Betapa hebat semesta. Bekerja melalui tangan-tangan yang terbuka lebar memeluk saya ketika ‘pulang’. Saya senang dan berterima kasih seribu kali untuk Debi Angkasa yang memungkinkan perjalanan romantis ini terjadi. Juga Marvell dam Graciano yang ceria.
Saya senang bisa minum kopi bersama Bidan Etty yang membantu kelahiran saya, bersama Om Zakarias Angkasa, suaminya yang setia dan hebat. Tuhan pasti sedang menyiapkan kejutan manis untuk orang-orang sebaik kalian ketika saya menulis catatan kecil ini. Kita akan bertemu lagi dengan cerita yang tak pernah habis.
Malaikat Rafael pasti setia bersama kita dalam setiap perjalanan, seperti ketika dia menemani saya sepanjang jalan di Ibukota Prinsip eh… maksudnya Propinsi.

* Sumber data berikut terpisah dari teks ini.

//! Find the dominant colors of an image.
//!
//! The image is decoded, flattened to RGB, shrunk by a fixed factor and its
//! pixels are clustered with k-means. Each centroid becomes one swatch with
//! its `#rrggbb` code.
//!
//! ```rust,no_run
//! let (colors, hex) = top_colors::extract_top_colors("photo.jpg", 10);
//! for (c, h) in colors.iter().zip(&hex) {
//!     println!("{h}: {} {} {}", c.r, c.g, c.b);
//! }
//! ```

use js_sys::{Array, Object, Reflect};
use wasm_bindgen::prelude::*;

pub mod color;
pub mod error;
pub mod extract;

pub use color::{ParseHexError, Rgb, hex_to_rgb, rgb_to_hex};
pub use error::{ExtractionError, Result};
pub use extract::{
    ExtractOptions, MAX_COLORS, Palette, Swatch, downsampled_dimensions, extract_from_image,
    extract_top_colors, extract_top_colors_bytes, try_extract_top_colors,
};

/// Find the `n_colors` dominant colors of an encoded image.
///
/// Resolves to `{ colors: [[r, g, b], ...], hex: ["#rrggbb", ...], shares: [...] }`
/// with all three arrays in the same order.
#[wasm_bindgen]
pub fn top_colors(input: Vec<u8>, n_colors: usize) -> std::result::Result<Object, JsValue> {
    let options = ExtractOptions::default().with_n_colors(n_colors);
    let palette = extract_top_colors_bytes(&input, &options)
        .map_err(|e| JsValue::from_str(&format!("Error processing the image: {e}")))?;

    let colors_js = Array::new();
    let hex_js = Array::new();
    let shares_js = Array::new();
    for swatch in palette.swatches() {
        let Rgb { r, g, b } = swatch.color;
        colors_js.push(&Array::of3(&JsValue::from(r), &JsValue::from(g), &JsValue::from(b)));
        hex_js.push(&JsValue::from_str(&swatch.hex));
        shares_js.push(&JsValue::from_f64(f64::from(swatch.share)));
    }

    let result = Object::new();
    Reflect::set(&result, &JsValue::from_str("colors"), &colors_js)?;
    Reflect::set(&result, &JsValue::from_str("hex"), &hex_js)?;
    Reflect::set(&result, &JsValue::from_str("shares"), &shares_js)?;

    Ok(result)
}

Setibanya di Ruteng saya menuturkan kisah perjalanan ini pada Muder Yuliana, dia senang sekali, dan saya bahagia. Neka ghemong kuni agu kalo. Saya lahir di bumi Sasando.
Pada perjalanan yang sama, saya sempat mampir ke Rumah Sasando. Melihat Jack Pah memainkan alat musik itu dan menikmati kesenangan yang lebih. Sungguh.
—
Salam dari Ruteng – Flores
Armin Bell
- Neka Hemong Kuni agu Kalo, adalah ungkapan Manggarai tentang kearifan personal untuk selalu mengingat tanah kelahiran. Ungkapan ini juga didengar dalam versi lain, Neka oke kuni agu kalo.
- Kuni adalah plasenta. Di Manggarai, plasenta dipercaya sebagai kakak, yang hidup bersama bayi di dalam rahim Ibu. Ketika persalinan, kakak akan dikubur dengan doa dan harapan.
- Kalo adalah pohon dadap. Pada generasi dahulu, di tempat kuni dikuburkan, sebuah kalo harus ditanam sebagai penanda. Dari sanalah ungkapan Manggarai Neka Oke Kuni agu Kalo itu berasal.
Gambar: Foto di tanah tempat rumah masa kecil kami berdiri.